* [Task directions]:
Exactly as they appear, copy the lines from the start of the entries below to the line containing "pub struct DailyReportRequest", both ends included.

* [Collected data]:
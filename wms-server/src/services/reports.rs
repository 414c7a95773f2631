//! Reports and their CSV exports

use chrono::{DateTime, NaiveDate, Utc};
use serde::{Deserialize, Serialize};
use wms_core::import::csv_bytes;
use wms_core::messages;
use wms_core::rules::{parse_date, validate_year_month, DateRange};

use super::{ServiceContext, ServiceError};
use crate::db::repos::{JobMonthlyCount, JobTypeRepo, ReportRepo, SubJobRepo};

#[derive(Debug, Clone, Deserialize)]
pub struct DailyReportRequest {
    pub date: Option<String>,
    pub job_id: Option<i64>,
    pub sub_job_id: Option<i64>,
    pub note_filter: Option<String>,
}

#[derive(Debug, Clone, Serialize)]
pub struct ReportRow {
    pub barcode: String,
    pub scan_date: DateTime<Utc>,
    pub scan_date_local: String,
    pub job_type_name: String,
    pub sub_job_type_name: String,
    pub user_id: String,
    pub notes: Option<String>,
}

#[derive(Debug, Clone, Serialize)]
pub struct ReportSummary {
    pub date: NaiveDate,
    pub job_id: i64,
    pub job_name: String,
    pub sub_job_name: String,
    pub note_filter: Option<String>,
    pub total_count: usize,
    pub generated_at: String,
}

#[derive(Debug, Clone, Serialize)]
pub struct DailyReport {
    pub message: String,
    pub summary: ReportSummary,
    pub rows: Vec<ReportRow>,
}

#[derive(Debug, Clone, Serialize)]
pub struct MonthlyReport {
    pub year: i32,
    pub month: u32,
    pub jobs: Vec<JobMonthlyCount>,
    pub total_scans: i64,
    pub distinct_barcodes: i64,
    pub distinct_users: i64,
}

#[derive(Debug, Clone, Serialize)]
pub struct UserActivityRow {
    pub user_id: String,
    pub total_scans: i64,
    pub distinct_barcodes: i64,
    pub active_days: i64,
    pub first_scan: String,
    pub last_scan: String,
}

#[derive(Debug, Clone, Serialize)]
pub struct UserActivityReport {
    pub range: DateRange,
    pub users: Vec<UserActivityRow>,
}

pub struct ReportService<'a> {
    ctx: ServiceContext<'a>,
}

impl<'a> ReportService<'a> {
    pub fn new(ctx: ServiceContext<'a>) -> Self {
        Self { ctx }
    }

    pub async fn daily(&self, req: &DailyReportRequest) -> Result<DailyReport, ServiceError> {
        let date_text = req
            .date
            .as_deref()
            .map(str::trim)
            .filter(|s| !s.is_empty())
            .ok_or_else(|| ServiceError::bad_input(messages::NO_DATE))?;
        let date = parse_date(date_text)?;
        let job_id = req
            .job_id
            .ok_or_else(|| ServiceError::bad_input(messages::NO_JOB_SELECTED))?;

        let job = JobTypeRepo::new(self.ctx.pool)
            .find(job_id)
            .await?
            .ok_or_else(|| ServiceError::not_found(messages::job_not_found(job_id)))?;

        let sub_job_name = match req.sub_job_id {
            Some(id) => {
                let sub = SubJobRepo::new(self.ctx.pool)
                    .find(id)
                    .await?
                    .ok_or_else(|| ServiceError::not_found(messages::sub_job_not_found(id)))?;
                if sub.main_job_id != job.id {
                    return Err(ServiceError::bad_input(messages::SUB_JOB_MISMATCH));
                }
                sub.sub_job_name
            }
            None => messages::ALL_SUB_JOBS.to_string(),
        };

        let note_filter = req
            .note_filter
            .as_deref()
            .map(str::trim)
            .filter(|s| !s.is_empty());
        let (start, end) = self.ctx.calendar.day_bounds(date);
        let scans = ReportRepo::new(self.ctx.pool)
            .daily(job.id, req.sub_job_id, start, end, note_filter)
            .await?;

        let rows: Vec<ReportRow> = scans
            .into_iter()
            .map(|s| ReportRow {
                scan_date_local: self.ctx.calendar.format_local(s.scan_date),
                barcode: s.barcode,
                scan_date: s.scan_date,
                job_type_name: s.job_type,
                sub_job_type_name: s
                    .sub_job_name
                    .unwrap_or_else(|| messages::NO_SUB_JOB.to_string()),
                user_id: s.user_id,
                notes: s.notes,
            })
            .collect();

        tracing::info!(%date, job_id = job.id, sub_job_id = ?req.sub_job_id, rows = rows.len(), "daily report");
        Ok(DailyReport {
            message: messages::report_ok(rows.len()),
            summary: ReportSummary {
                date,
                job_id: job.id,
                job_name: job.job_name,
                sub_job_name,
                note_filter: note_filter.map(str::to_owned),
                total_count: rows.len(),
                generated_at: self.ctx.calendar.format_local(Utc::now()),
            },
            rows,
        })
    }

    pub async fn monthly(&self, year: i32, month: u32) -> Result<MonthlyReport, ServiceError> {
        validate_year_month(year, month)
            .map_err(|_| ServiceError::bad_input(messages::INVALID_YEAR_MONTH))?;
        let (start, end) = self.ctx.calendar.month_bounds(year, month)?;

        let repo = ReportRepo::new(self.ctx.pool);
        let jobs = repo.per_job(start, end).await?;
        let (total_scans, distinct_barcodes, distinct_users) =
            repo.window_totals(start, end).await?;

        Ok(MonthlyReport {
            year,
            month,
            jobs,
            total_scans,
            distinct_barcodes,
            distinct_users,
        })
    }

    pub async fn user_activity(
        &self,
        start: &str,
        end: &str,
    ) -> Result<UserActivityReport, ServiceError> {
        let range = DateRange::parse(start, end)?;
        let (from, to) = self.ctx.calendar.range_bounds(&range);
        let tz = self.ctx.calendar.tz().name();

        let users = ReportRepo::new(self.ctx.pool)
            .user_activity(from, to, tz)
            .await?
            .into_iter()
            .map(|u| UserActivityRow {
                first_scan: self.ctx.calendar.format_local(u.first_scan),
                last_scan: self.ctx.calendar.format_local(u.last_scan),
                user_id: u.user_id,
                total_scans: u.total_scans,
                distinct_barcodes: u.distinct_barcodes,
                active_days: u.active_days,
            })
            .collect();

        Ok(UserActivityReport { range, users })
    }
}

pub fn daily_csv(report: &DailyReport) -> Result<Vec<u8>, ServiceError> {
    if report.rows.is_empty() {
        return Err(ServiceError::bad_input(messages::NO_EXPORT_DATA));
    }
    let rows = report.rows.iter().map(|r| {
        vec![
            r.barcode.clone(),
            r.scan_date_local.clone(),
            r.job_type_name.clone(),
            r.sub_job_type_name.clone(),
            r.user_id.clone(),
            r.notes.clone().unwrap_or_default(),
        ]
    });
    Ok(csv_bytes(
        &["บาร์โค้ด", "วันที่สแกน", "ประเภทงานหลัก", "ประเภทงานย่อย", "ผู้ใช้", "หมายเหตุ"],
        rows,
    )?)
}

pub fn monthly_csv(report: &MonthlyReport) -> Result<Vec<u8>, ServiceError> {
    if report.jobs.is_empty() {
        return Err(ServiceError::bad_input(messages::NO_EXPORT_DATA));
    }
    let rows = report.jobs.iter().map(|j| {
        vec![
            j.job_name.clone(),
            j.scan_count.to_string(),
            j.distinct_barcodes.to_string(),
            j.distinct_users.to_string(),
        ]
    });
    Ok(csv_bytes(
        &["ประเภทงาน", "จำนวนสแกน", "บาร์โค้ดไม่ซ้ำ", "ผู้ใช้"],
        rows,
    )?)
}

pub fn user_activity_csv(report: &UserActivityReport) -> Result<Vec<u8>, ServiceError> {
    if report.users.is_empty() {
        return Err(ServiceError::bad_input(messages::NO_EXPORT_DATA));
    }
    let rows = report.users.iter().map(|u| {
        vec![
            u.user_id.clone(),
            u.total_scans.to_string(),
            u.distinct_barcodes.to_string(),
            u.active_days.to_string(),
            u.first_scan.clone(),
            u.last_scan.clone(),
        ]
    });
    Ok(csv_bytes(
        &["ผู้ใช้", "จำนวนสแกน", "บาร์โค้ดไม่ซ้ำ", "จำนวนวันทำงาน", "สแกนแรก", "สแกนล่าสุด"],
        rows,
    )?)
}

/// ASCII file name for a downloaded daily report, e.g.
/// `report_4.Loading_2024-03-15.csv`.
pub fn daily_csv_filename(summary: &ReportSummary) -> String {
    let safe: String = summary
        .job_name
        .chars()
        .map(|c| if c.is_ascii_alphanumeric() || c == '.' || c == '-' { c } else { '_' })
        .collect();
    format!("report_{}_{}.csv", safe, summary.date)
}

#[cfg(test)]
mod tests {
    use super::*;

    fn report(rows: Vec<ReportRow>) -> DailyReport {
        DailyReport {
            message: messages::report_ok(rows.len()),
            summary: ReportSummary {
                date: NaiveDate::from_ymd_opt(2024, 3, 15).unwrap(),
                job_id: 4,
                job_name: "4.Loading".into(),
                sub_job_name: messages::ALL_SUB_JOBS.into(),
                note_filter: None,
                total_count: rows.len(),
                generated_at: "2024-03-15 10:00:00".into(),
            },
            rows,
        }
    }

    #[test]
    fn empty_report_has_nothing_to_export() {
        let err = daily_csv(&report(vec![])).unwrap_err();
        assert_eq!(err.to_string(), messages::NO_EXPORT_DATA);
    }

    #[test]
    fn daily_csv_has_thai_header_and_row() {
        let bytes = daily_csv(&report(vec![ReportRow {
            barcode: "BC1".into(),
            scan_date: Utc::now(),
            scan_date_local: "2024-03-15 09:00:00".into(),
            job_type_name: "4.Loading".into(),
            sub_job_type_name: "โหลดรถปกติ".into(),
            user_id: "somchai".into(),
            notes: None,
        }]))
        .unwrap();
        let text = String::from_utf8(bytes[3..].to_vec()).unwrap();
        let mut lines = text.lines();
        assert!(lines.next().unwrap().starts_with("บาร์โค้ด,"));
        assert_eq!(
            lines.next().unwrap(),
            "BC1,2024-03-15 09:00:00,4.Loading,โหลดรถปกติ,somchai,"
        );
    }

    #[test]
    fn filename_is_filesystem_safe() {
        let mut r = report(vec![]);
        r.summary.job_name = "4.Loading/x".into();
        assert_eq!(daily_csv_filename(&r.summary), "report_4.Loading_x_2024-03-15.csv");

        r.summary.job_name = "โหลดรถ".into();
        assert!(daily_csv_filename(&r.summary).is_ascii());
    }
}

* [Output]:
filename wms-server/src/services/reports.rs
repository 414c7a95773f2631
//! Reports and their CSV exports

use chrono::{DateTime, NaiveDate, Utc};
use serde::{Deserialize, Serialize};
use wms_core::import::csv_bytes;
use wms_core::messages;
use wms_core::rules::{parse_date, validate_year_month, DateRange};

use super::{ServiceContext, ServiceError};
use crate::db::repos::{JobMonthlyCount, JobTypeRepo, ReportRepo, SubJobRepo};

#[derive(Debug, Clone, Deserialize)]
pub struct DailyReportRequest {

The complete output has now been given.